▶ **WORK TO COMPLETE**: Hunt for the word "failed" across the entries below, copying each line that holds it.

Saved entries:
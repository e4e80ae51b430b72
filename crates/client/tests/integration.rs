//! Integration tests for the HTTP client and the dispatch lifecycle.
//!
//! Each test starts an in-process axum server that mimics the card-scan
//! backend on an ephemeral port and drives it through `ReqwestApiClient`.
//!
//! ```bash
//! cargo test -p cardmail-client --test integration -- --nocapture
//! ```

use std::collections::{HashMap, VecDeque};
use std::sync::Arc;
use std::time::Duration;

use axum::extract::{Multipart, Path, Query, State};
use axum::http::StatusCode;
use axum::routing::{get, post};
use axum::{Json, Router};
use chrono::Datelike;
use parking_lot::Mutex;
use serde_json::{Value, json};

use cardmail_client::api::{CardscanApi, ReqwestApiClient};
use cardmail_client::controller::DispatchController;
use cardmail_client::tracker::{PollEvent, QueueTracker};
use cardmail_common::error::{ApiError, AppError};
use cardmail_common::types::{
    CanonicalEmail, DispatchId, Resource, ResourceKind, SearchFilter, SelectionMode,
};
use cardmail_engine::job::MessageDraft;
use cardmail_engine::poller::{PollOutcome, PollSchedule};

// ============================================================
// Fake backend
// ============================================================

type Reply = Result<Json<Value>, (StatusCode, Json<Value>)>;

#[derive(Default)]
struct Recorded {
    uploads: Vec<(String, String, usize)>,
    submissions: Vec<Value>,
    searches: Vec<HashMap<String, String>>,
    statuses: VecDeque<Value>,
    reject_uploads: bool,
    reject_submit: Option<String>,
    status_down: bool,
}

#[derive(Clone, Default)]
struct Backend {
    inner: Arc<Mutex<Recorded>>,
}

fn rejected(status: StatusCode, detail: &str) -> (StatusCode, Json<Value>) {
    (status, Json(json!({ "detail": detail })))
}

fn contacts() -> Value {
    json!([
        { "name": "Ann Lee", "email": "Ann@X.com", "company": "Acme" },
        { "name": "", "email": "bob@x.com, bob.alt@x.com", "phone": "555" },
        { "name": "Cara", "email": "not-an-email" },
        { "name": "Ann Again", "email": "ann@x.com" },
        { "name": null, "email": null, "phone": null, "company": null }
    ])
}

fn router(backend: Backend) -> Router {
    Router::new()
        .route("/api/v1/names", get(names))
        .route("/api/v1/contacts", get(all_contacts))
        .route("/api/v1/contacts/by-batch/{batch_id}", get(batch_contacts))
        .route("/api/v1/events/{name}", get(events))
        .route("/api/v1/saved-batches", get(saved_batches))
        .route("/api/v1/search-records", get(search_records))
        .route("/api/v1/upload-attachment", post(upload_attachment))
        .route("/api/v1/send-emails", post(send_emails))
        .route("/api/v1/queue-status", get(queue_status))
        .with_state(backend)
}

async fn names() -> Json<Value> {
    Json(json!({ "names": ["Ravi K", "Meera"] }))
}

async fn all_contacts() -> Json<Value> {
    Json(json!({ "contacts": contacts() }))
}

async fn batch_contacts(Path(batch_id): Path<String>) -> Reply {
    match batch_id.as_str() {
        "7" => Ok(Json(json!({
            "contacts": [
                { "name": "", "email": "bob@x.com" },
                { "name": "Dev", "email": "dev@x.com" }
            ]
        }))),
        _ => Err(rejected(StatusCode::NOT_FOUND, "Batch not found")),
    }
}

async fn events(Path(name): Path<String>) -> Json<Value> {
    let events = if name == "Ravi K" {
        json!([
            { "batch_id": "7", "event_name": "Expo 2024", "team": "Sales" },
            { "batch_id": "8", "event_name": null, "team": null }
        ])
    } else {
        json!([])
    };
    Json(json!({ "events": events }))
}

async fn saved_batches() -> Json<Value> {
    Json(json!({
        "batches": [
            {
                "batch_id": "7",
                "name": "Ravi K",
                "team": "Sales",
                "event": "Expo 2024",
                "created_at": "2024-03-05T10:15:00",
                "total_records": 2
            }
        ]
    }))
}

async fn search_records(
    State(backend): State<Backend>,
    Query(params): Query<HashMap<String, String>>,
) -> Json<Value> {
    backend.inner.lock().searches.push(params);
    Json(json!({
        "records": [
            { "card_name": "Ann Lee", "email": "ann@x.com", "form_name": "Ravi K", "team": "Sales", "event": "Expo 2024" },
            { "card_name": "Dev", "email": "dev@x.com", "form_name": "Ravi K", "team": "Marketing", "event": "Summit" },
            { "card_name": null, "phone": null, "email": "pat@x.com", "company": null, "form_name": "Ravi K", "team": null, "event": "Expo 2024", "image_data": null }
        ]
    }))
}

async fn upload_attachment(State(backend): State<Backend>, mut multipart: Multipart) -> Reply {
    if backend.inner.lock().reject_uploads {
        return Err(rejected(StatusCode::BAD_REQUEST, "File type not supported"));
    }

    let mut stored = None;
    while let Ok(Some(field)) = multipart.next_field().await {
        let name = field.name().unwrap_or_default().to_string();
        let file_name = field.file_name().unwrap_or_default().to_string();
        let bytes = field.bytes().await.map_err(|_| {
            rejected(StatusCode::BAD_REQUEST, "Unreadable upload")
        })?;
        backend
            .inner
            .lock()
            .uploads
            .push((name, file_name.clone(), bytes.len()));
        stored = Some(file_name);
    }

    match stored {
        Some(file_name) => Ok(Json(json!({
            "message": "File uploaded successfully",
            "filename": file_name,
            "file_path": format!("./attachments/{file_name}"),
        }))),
        None => Err(rejected(StatusCode::UNPROCESSABLE_ENTITY, "file is required")),
    }
}

async fn send_emails(State(backend): State<Backend>, Json(body): Json<Value>) -> Reply {
    let mut inner = backend.inner.lock();
    if let Some(detail) = inner.reject_submit.clone() {
        return Err(rejected(StatusCode::INTERNAL_SERVER_ERROR, &detail));
    }

    let count = body["recipients"].as_array().map_or(0, |r| r.len());
    inner.submissions.push(body);
    Ok(Json(json!({
        "message": format!("Added {count} emails to queue"),
        "batch_id": "queue-1",
        "count": count,
        "status": "processing_started"
    })))
}

async fn queue_status(State(backend): State<Backend>) -> Reply {
    let mut inner = backend.inner.lock();
    if inner.status_down {
        return Err(rejected(StatusCode::INTERNAL_SERVER_ERROR, "Error: queue offline"));
    }
    Ok(Json(inner.statuses.pop_front().unwrap_or_else(|| {
        json!({ "processing": false, "queued": 0, "sent": 0, "failed": 0, "total": 0 })
    })))
}

// ============================================================
// Helpers
// ============================================================

async fn start(backend: Backend) -> ReqwestApiClient {
    let listener = tokio::net::TcpListener::bind("127.0.0.1:0").await.unwrap();
    let addr = listener.local_addr().unwrap();
    tokio::spawn(async move {
        axum::serve(listener, router(backend)).await.unwrap();
    });
    ReqwestApiClient::new(&format!("http://{addr}"), Duration::from_secs(5)).unwrap()
}

fn fast_schedule() -> PollSchedule {
    PollSchedule {
        initial_delay: Duration::from_millis(20),
        interval: Duration::from_millis(20),
        max_retries: 2,
        retry_backoff: Duration::from_millis(10),
    }
}

fn controller(client: ReqwestApiClient) -> DispatchController {
    DispatchController::with_schedule(Arc::new(client), fast_schedule(), "Team Member")
}

// ============================================================
// Catalog
// ============================================================

#[tokio::test]
async fn test_catalog_reads_and_decodes() {
    let client = start(Backend::default()).await;

    let names = client.list_names().await.unwrap();
    assert_eq!(names, vec!["Ravi K", "Meera"]);

    let contacts = client.list_contacts().await.unwrap();
    assert_eq!(contacts.len(), 5);
    assert_eq!(contacts[1].phone, "555");
    assert_eq!(contacts[2].company, "");

    let batches = client.list_batches().await.unwrap();
    assert_eq!(batches[0].total_records, 2);
    assert_eq!(batches[0].created_at.map(|ts| ts.year()), Some(2024));

    // Name with a space travels percent-encoded and arrives intact
    let events = client.events_by_name("Ravi K").await.unwrap();
    assert_eq!(events[0].event_name, "Expo 2024");
}

#[tokio::test]
async fn test_error_status_carries_detail() {
    let client = start(Backend::default()).await;
    match client.contacts_by_batch("999").await {
        Err(ApiError::Rejected { status, detail }) => {
            assert_eq!(status, 404);
            assert_eq!(detail, "Batch not found");
        }
        other => panic!("expected rejection, got {:?}", other),
    }
}

#[tokio::test]
async fn test_search_sends_primary_only() {
    let backend = Backend::default();
    let client = start(backend.clone()).await;
    let mut controller = controller(client);

    let found = controller
        .catalog_mut()
        .search(&SearchFilter::by_name_and_team("Ravi K", "sales"))
        .await
        .unwrap();

    assert_eq!(found.len(), 1);
    assert_eq!(found[0].name, "Ann Lee");

    let searches = backend.inner.lock().searches.clone();
    assert_eq!(searches.len(), 1);
    assert_eq!(searches[0].get("search_type").map(String::as_str), Some("name"));
    assert_eq!(searches[0].get("search_term").map(String::as_str), Some("Ravi K"));
}

#[tokio::test]
async fn test_messy_population_still_loads() {
    let mut controller = controller(start(Backend::default()).await);

    controller.catalog_mut().load().await.unwrap();
    assert_eq!(controller.catalog().population().len(), 5);

    controller.catalog_mut().select_name(Some("Ravi K")).await.unwrap();
    let events = controller.catalog().events();
    assert_eq!(events.len(), 2);
    assert_eq!(events[1].event_name, "");
    assert_eq!(events[1].team, "");

    let found = controller
        .catalog()
        .search(&SearchFilter::by_name("Ravi K"))
        .await
        .unwrap();
    assert_eq!(found.len(), 3);
    assert_eq!(found[2].phone, "");
    assert_eq!(found[2].contact().display_name(), "Business Partner");

    // Invalid and missing emails drop out of the audience
    controller.session_mut().set_mode(SelectionMode::All);
    let preview = controller.preview().unwrap();
    let emails: Vec<String> = preview
        .recipients
        .iter()
        .map(|r| r.email.to_string())
        .collect();
    assert_eq!(emails, vec!["ann@x.com", "bob@x.com"]);
}

// ============================================================
// Dispatch lifecycle
// ============================================================

#[tokio::test]
async fn test_full_dispatch_flow() {
    let backend = Backend::default();
    {
        let mut inner = backend.inner.lock();
        inner
            .statuses
            .push_back(json!({ "processing": true, "queued": 1, "sent": 1, "failed": 0, "total": 2 }));
        inner
            .statuses
            .push_back(json!({ "processing": false, "queued": 0, "sent": 2, "failed": 0, "total": 2 }));
    }
    let mut controller = controller(start(backend.clone()).await);

    controller.catalog_mut().load().await.unwrap();
    controller.catalog_mut().select_name(Some("Ravi K")).await.unwrap();
    controller.catalog_mut().select_event(Some("7")).await.unwrap();

    let session = controller.session_mut();
    session.draft = MessageDraft::new("Great meeting you", "Hi [Recipient Name],\n[Sender Name]");
    session.set_mode(SelectionMode::Exclude);
    session.toggle(CanonicalEmail::parse("dev@x.com").unwrap());
    session.stage(
        Resource::new(ResourceKind::Attachment, "deck.pdf", b"%PDF-1.4".to_vec())
            .with_content_type("application/pdf"),
    );
    session.stage(Resource::new(ResourceKind::Signature, "sig.png", vec![0x89, 0x50, 0x4e, 0x47]));

    let accepted = controller.dispatch().await.unwrap();
    assert_eq!(accepted.receipt.count, 1);
    assert_eq!(accepted.receipt.batch_id.as_deref(), Some("queue-1"));

    let mut events = Vec::new();
    while let Some(event) = controller.next_event().await {
        let done = matches!(event, PollEvent::Finished(_));
        events.push(event);
        if done {
            break;
        }
    }
    assert_eq!(
        events.last(),
        Some(&PollEvent::Finished(PollOutcome::Completed { sent: 2, failed: 0 }))
    );
    assert!(matches!(events[0], PollEvent::Progress(_)));

    let inner = backend.inner.lock();
    assert_eq!(
        inner.uploads,
        vec![
            ("file".to_string(), "deck.pdf".to_string(), 8),
            ("file".to_string(), "sig.png".to_string(), 4),
        ]
    );
    assert_eq!(inner.submissions.len(), 1);
    assert_eq!(
        inner.submissions[0],
        json!({
            "recipients": [{ "email": "bob@x.com", "name": "Business Partner" }],
            "subject": "Great meeting you",
            "body": "Hi [Recipient Name],\nRavi K",
            "attachment_path": "./attachments/deck.pdf",
            "signature_path": "./attachments/sig.png"
        })
    );
}

#[tokio::test]
async fn test_all_mode_dedupes_and_skips_invalid() {
    let backend = Backend::default();
    let mut controller = controller(start(backend.clone()).await);
    controller.catalog_mut().load().await.unwrap();
    controller.session_mut().set_mode(SelectionMode::All);

    controller.dispatch().await.unwrap();

    let inner = backend.inner.lock();
    assert_eq!(
        inner.submissions[0]["recipients"],
        json!([
            { "email": "ann@x.com", "name": "Ann Lee" },
            { "email": "bob@x.com", "name": "Business Partner" }
        ])
    );
    assert_eq!(inner.submissions[0]["attachment_path"], Value::Null);
}

#[tokio::test]
async fn test_rejected_submit_surfaces_detail() {
    let backend = Backend::default();
    backend.inner.lock().reject_submit = Some("Error: SMTP not configured".to_string());
    let mut controller = controller(start(backend.clone()).await);
    controller.catalog_mut().load().await.unwrap();
    controller.session_mut().set_mode(SelectionMode::All);

    let err = controller.dispatch().await.unwrap_err();
    assert_eq!(err.to_string(), "Dispatch failed: Error: SMTP not configured");
    assert!(!controller.is_dispatching());
    assert!(controller.wait_tracking().await.is_none());
}

#[tokio::test]
async fn test_rejected_upload_stops_before_submit() {
    let backend = Backend::default();
    backend.inner.lock().reject_uploads = true;
    let mut controller = controller(start(backend.clone()).await);
    controller.catalog_mut().load().await.unwrap();
    controller.session_mut().set_mode(SelectionMode::All);
    controller
        .session_mut()
        .stage(Resource::new(ResourceKind::Attachment, "notes.doc", vec![1, 2]));

    match controller.dispatch().await {
        Err(AppError::Upload { kind, cause }) => {
            assert_eq!(kind, ResourceKind::Attachment);
            assert_eq!(cause.detail(), "File type not supported");
        }
        other => panic!("expected upload failure, got {:?}", other),
    }
    assert!(backend.inner.lock().submissions.is_empty());
}

#[tokio::test]
async fn test_status_outage_exhausts_retries() {
    let backend = Backend::default();
    backend.inner.lock().status_down = true;
    let client = start(backend).await;

    let mut handle = QueueTracker::spawn(Arc::new(client), fast_schedule(), DispatchId::new());
    match handle.wait().await {
        Err(AppError::Poll { attempts, cause }) => {
            assert_eq!(attempts, 3);
            assert_eq!(cause.detail(), "Error: queue offline");
        }
        other => panic!("expected poll failure, got {:?}", other),
    }
}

▶ **WRITTEN ANSWER**:
        json!({ "processing": false, "queued": 0, "sent": 0, "failed": 0, "total": 0 })
            .push_back(json!({ "processing": true, "queued": 1, "sent": 1, "failed": 0, "total": 2 }));
            .push_back(json!({ "processing": false, "queued": 0, "sent": 2, "failed": 0, "total": 2 }));
        Some(&PollEvent::Finished(PollOutcome::Completed { sent: 2, failed: 0 }))
    assert_eq!(err.to_string(), "Dispatch failed: Error: SMTP not configured");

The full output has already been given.